--- START ---

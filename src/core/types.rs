/*
 * Copyright 2025 Vijaykumar Singh
 *
 * Licensed under the Apache License, Version 2.0 (the "License");
 * you may not use this file except in compliance with the License.
 * You may obtain a copy of the License at
 *
 *     http://www.apache.org/licenses/LICENSE-2.0
 *
 * Unless required by applicable law or agreed to in writing, software
 * distributed under the License is distributed on an "AS IS" BASIS,
 * WITHOUT WARRANTIES OR CONDITIONS OF ANY KIND, either express or implied.
 * See the License for the specific language governing permissions and
 * limitations under the License.
 */

//! Core types shared by the storage collaborators and the compaction engine
//!
//! Rows flowing through compaction are schema-driven: every user field is a
//! [`FieldValue`], and the clustering key of a scalar field is projected into a
//! [`ScalarValue`] which carries a total, field-type-aware ordering.

use serde::{Deserialize, Serialize};
use std::cmp::Ordering;
use std::collections::BTreeMap;
use std::hash::{Hash, Hasher};

pub type UniqueId = i64;
pub type CollectionId = UniqueId;
pub type PartitionId = UniqueId;
pub type SegmentId = UniqueId;
pub type FieldId = UniqueId;
pub type PlanId = UniqueId;

/// System field holding the row id of every entity
pub const ROW_ID_FIELD: FieldId = 0;
/// System field holding the hybrid timestamp of every entity
pub const TIMESTAMP_FIELD: FieldId = 1;
/// User-defined fields start at this id
pub const START_OF_USER_FIELD_ID: FieldId = 100;

/// Number of logical bits in a hybrid timestamp
pub const LOGICAL_BITS: u32 = 18;
const LOGICAL_MASK: u64 = (1 << LOGICAL_BITS) - 1;

/// Compose a hybrid timestamp from physical milliseconds and a logical counter
pub fn compose_ts(physical_ms: i64, logical: i64) -> u64 {
    ((physical_ms as u64) << LOGICAL_BITS) | (logical as u64 & LOGICAL_MASK)
}

/// Split a hybrid timestamp into (physical milliseconds, logical counter)
pub fn parse_ts(ts: u64) -> (i64, i64) {
    ((ts >> LOGICAL_BITS) as i64, (ts & LOGICAL_MASK) as i64)
}

/// Field data types supported by segment binlogs
#[derive(Debug, Clone, Copy, PartialEq, Eq, Hash, Serialize, Deserialize)]
pub enum DataType {
    Bool,
    Int8,
    Int16,
    Int32,
    Int64,
    Float,
    Double,
    VarChar,
    FloatVector,
    SparseFloatVector,
}

impl DataType {
    pub fn is_vector(&self) -> bool {
        matches!(self, DataType::FloatVector | DataType::SparseFloatVector)
    }

    /// Types allowed for a primary key
    pub fn is_primary_key_type(&self) -> bool {
        matches!(self, DataType::Int64 | DataType::VarChar)
    }
}

/// Schema of a single field
#[derive(Debug, Clone, PartialEq, Serialize, Deserialize)]
pub struct FieldSchema {
    pub field_id: FieldId,
    pub name: String,
    pub data_type: DataType,
    #[serde(default)]
    pub is_primary_key: bool,
    #[serde(default)]
    pub nullable: bool,
    #[serde(default)]
    pub dim: Option<usize>,
}

impl FieldSchema {
    pub fn new(field_id: FieldId, name: impl Into<String>, data_type: DataType) -> Self {
        Self {
            field_id,
            name: name.into(),
            data_type,
            is_primary_key: false,
            nullable: false,
            dim: None,
        }
    }

    pub fn primary_key(mut self) -> Self {
        self.is_primary_key = true;
        self
    }

    pub fn nullable(mut self) -> Self {
        self.nullable = true;
        self
    }

    pub fn with_dim(mut self, dim: usize) -> Self {
        self.dim = Some(dim);
        self
    }
}

#[derive(Debug, Clone, Copy, PartialEq, Eq, Serialize, Deserialize)]
pub enum FunctionType {
    /// Text relevance: a VarChar input is tokenized into a sparse vector output
    Bm25,
}

#[derive(Debug, Clone, PartialEq, Serialize, Deserialize)]
pub struct FunctionSchema {
    pub name: String,
    pub function_type: FunctionType,
    pub input_field_ids: Vec<FieldId>,
    pub output_field_ids: Vec<FieldId>,
}

/// Collection schema carried by a compaction plan
#[derive(Debug, Clone, PartialEq, Serialize, Deserialize)]
pub struct CollectionSchema {
    pub name: String,
    pub fields: Vec<FieldSchema>,
    #[serde(default)]
    pub functions: Vec<FunctionSchema>,
}

impl CollectionSchema {
    pub fn field(&self, field_id: FieldId) -> Option<&FieldSchema> {
        self.fields.iter().find(|f| f.field_id == field_id)
    }

    /// The primary key must be a user field of a primary-key capable type
    pub fn primary_field(&self) -> Option<&FieldSchema> {
        self.fields.iter().find(|f| {
            f.is_primary_key
                && f.field_id >= START_OF_USER_FIELD_ID
                && f.data_type.is_primary_key_type()
        })
    }

    /// Output fields of BM25 functions; their writers accumulate relevance stats
    pub fn bm25_output_fields(&self) -> Vec<FieldId> {
        self.functions
            .iter()
            .filter(|f| f.function_type == FunctionType::Bm25)
            .filter_map(|f| f.output_field_ids.first().copied())
            .collect()
    }

    /// Every column persisted for a segment: system fields first, then user fields
    pub fn column_ids(&self) -> Vec<FieldId> {
        let mut ids = vec![ROW_ID_FIELD, TIMESTAMP_FIELD];
        ids.extend(
            self.fields
                .iter()
                .map(|f| f.field_id)
                .filter(|id| *id != ROW_ID_FIELD && *id != TIMESTAMP_FIELD),
        );
        ids
    }
}

/// Primary key value of an entity
#[derive(Debug, Clone, PartialEq, Eq, Hash, PartialOrd, Ord, Serialize, Deserialize)]
pub enum PrimaryKey {
    Int64(i64),
    VarChar(String),
}

impl PrimaryKey {
    pub fn from_field_value(value: &FieldValue) -> Option<Self> {
        match value {
            FieldValue::Int64(v) => Some(PrimaryKey::Int64(*v)),
            FieldValue::VarChar(v) => Some(PrimaryKey::VarChar(v.clone())),
            _ => None,
        }
    }
}

/// A single cell of a row
#[derive(Debug, Clone, PartialEq, Serialize, Deserialize)]
pub enum FieldValue {
    Null,
    Bool(bool),
    Int8(i8),
    Int16(i16),
    Int32(i32),
    Int64(i64),
    Float(f32),
    Double(f64),
    VarChar(String),
    FloatVector(Vec<f32>),
    /// (token/dimension index, weight) pairs
    SparseFloatVector(Vec<(u32, f32)>),
}

impl FieldValue {
    pub fn is_null(&self) -> bool {
        matches!(self, FieldValue::Null)
    }

    /// Approximate in-memory footprint, used for buffer accounting
    pub fn memory_size(&self) -> usize {
        match self {
            FieldValue::Null => 1,
            FieldValue::Bool(_) | FieldValue::Int8(_) => 1,
            FieldValue::Int16(_) => 2,
            FieldValue::Int32(_) | FieldValue::Float(_) => 4,
            FieldValue::Int64(_) | FieldValue::Double(_) => 8,
            FieldValue::VarChar(s) => s.len() + 16,
            FieldValue::FloatVector(v) => v.len() * 4 + 16,
            FieldValue::SparseFloatVector(v) => v.len() * 8 + 16,
        }
    }

    /// Project onto the scalar clustering key domain.
    ///
    /// `Ok(None)` is a null key; vectors are not scalar keys.
    pub fn to_scalar(&self) -> Result<Option<ScalarValue>, DataType> {
        Ok(Some(match self {
            FieldValue::Null => return Ok(None),
            FieldValue::Bool(v) => ScalarValue::Bool(*v),
            FieldValue::Int8(v) => ScalarValue::Int8(*v),
            FieldValue::Int16(v) => ScalarValue::Int16(*v),
            FieldValue::Int32(v) => ScalarValue::Int32(*v),
            FieldValue::Int64(v) => ScalarValue::Int64(*v),
            FieldValue::Float(v) => ScalarValue::Float(*v),
            FieldValue::Double(v) => ScalarValue::Double(*v),
            FieldValue::VarChar(v) => ScalarValue::VarChar(v.clone()),
            FieldValue::FloatVector(_) => return Err(DataType::FloatVector),
            FieldValue::SparseFloatVector(_) => return Err(DataType::SparseFloatVector),
        }))
    }
}

/// Scalar clustering key.
///
/// Ordering is total within a type (floats use IEEE total order), so keys can
/// be sorted and hashed without runtime type assertions. Values of different
/// types never meet inside one clustering field; they order by type rank.
#[derive(Debug, Clone, Serialize, Deserialize)]
pub enum ScalarValue {
    Bool(bool),
    Int8(i8),
    Int16(i16),
    Int32(i32),
    Int64(i64),
    Float(f32),
    Double(f64),
    VarChar(String),
}

impl ScalarValue {
    fn rank(&self) -> u8 {
        match self {
            ScalarValue::Bool(_) => 0,
            ScalarValue::Int8(_) => 1,
            ScalarValue::Int16(_) => 2,
            ScalarValue::Int32(_) => 3,
            ScalarValue::Int64(_) => 4,
            ScalarValue::Float(_) => 5,
            ScalarValue::Double(_) => 6,
            ScalarValue::VarChar(_) => 7,
        }
    }

    pub fn data_type(&self) -> DataType {
        match self {
            ScalarValue::Bool(_) => DataType::Bool,
            ScalarValue::Int8(_) => DataType::Int8,
            ScalarValue::Int16(_) => DataType::Int16,
            ScalarValue::Int32(_) => DataType::Int32,
            ScalarValue::Int64(_) => DataType::Int64,
            ScalarValue::Float(_) => DataType::Float,
            ScalarValue::Double(_) => DataType::Double,
            ScalarValue::VarChar(_) => DataType::VarChar,
        }
    }
}

impl Ord for ScalarValue {
    fn cmp(&self, other: &Self) -> Ordering {
        use ScalarValue::*;
        match (self, other) {
            (Bool(a), Bool(b)) => a.cmp(b),
            (Int8(a), Int8(b)) => a.cmp(b),
            (Int16(a), Int16(b)) => a.cmp(b),
            (Int32(a), Int32(b)) => a.cmp(b),
            (Int64(a), Int64(b)) => a.cmp(b),
            (Float(a), Float(b)) => a.total_cmp(b),
            (Double(a), Double(b)) => a.total_cmp(b),
            (VarChar(a), VarChar(b)) => a.cmp(b),
            _ => self.rank().cmp(&other.rank()),
        }
    }
}

impl PartialOrd for ScalarValue {
    fn partial_cmp(&self, other: &Self) -> Option<Ordering> {
        Some(self.cmp(other))
    }
}

impl PartialEq for ScalarValue {
    fn eq(&self, other: &Self) -> bool {
        self.cmp(other) == Ordering::Equal
    }
}

impl Eq for ScalarValue {}

impl Hash for ScalarValue {
    fn hash<H: Hasher>(&self, state: &mut H) {
        self.rank().hash(state);
        match self {
            ScalarValue::Bool(v) => v.hash(state),
            ScalarValue::Int8(v) => v.hash(state),
            ScalarValue::Int16(v) => v.hash(state),
            ScalarValue::Int32(v) => v.hash(state),
            ScalarValue::Int64(v) => v.hash(state),
            // total_cmp equality is bit equality
            ScalarValue::Float(v) => v.to_bits().hash(state),
            ScalarValue::Double(v) => v.to_bits().hash(state),
            ScalarValue::VarChar(v) => v.hash(state),
        }
    }
}

impl From<ScalarValue> for FieldValue {
    fn from(value: ScalarValue) -> Self {
        match value {
            ScalarValue::Bool(v) => FieldValue::Bool(v),
            ScalarValue::Int8(v) => FieldValue::Int8(v),
            ScalarValue::Int16(v) => FieldValue::Int16(v),
            ScalarValue::Int32(v) => FieldValue::Int32(v),
            ScalarValue::Int64(v) => FieldValue::Int64(v),
            ScalarValue::Float(v) => FieldValue::Float(v),
            ScalarValue::Double(v) => FieldValue::Double(v),
            ScalarValue::VarChar(v) => FieldValue::VarChar(v),
        }
    }
}

/// A decoded entity: system columns plus user fields keyed by field id
#[derive(Debug, Clone, PartialEq, Serialize, Deserialize)]
pub struct Row {
    pub row_id: i64,
    pub timestamp: u64,
    pub pk: PrimaryKey,
    pub fields: BTreeMap<FieldId, FieldValue>,
}

impl Row {
    pub fn get(&self, field_id: FieldId) -> Option<&FieldValue> {
        self.fields.get(&field_id)
    }

    /// Value of a column including the system fields
    pub fn column_value(&self, field_id: FieldId) -> FieldValue {
        match field_id {
            ROW_ID_FIELD => FieldValue::Int64(self.row_id),
            TIMESTAMP_FIELD => FieldValue::Int64(self.timestamp as i64),
            _ => self.fields.get(&field_id).cloned().unwrap_or(FieldValue::Null),
        }
    }

    pub fn memory_size(&self) -> usize {
        16 + self.fields.values().map(FieldValue::memory_size).sum::<usize>()
    }
}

--- END ---

:: Exercise requirements ::
The line containing "pub const ROW_ID_FIELD: FieldId = 0;" marks the end. Please print exactly every line from the top of the data to it, both included, and nothing more.

:: Answer space ::
filename src/core/types.rs
/*
 * Copyright 2025 Vijaykumar Singh
 *
 * Licensed under the Apache License, Version 2.0 (the "License");
 * you may not use this file except in compliance with the License.
 * You may obtain a copy of the License at
 *
 *     http://www.apache.org/licenses/LICENSE-2.0
 *
 * Unless required by applicable law or agreed to in writing, software
 * distributed under the License is distributed on an "AS IS" BASIS,
 * WITHOUT WARRANTIES OR CONDITIONS OF ANY KIND, either express or implied.
 * See the License for the specific language governing permissions and
 * limitations under the License.
 */

//! Core types shared by the storage collaborators and the compaction engine
//!
//! Rows flowing through compaction are schema-driven: every user field is a
//! [`FieldValue`], and the clustering key of a scalar field is projected into a
//! [`ScalarValue`] which carries a total, field-type-aware ordering.

use serde::{Deserialize, Serialize};
use std::cmp::Ordering;
use std::collections::BTreeMap;
use std::hash::{Hash, Hasher};

pub type UniqueId = i64;
pub type CollectionId = UniqueId;
pub type PartitionId = UniqueId;
pub type SegmentId = UniqueId;
pub type FieldId = UniqueId;
pub type PlanId = UniqueId;

/// System field holding the row id of every entity
pub const ROW_ID_FIELD: FieldId = 0;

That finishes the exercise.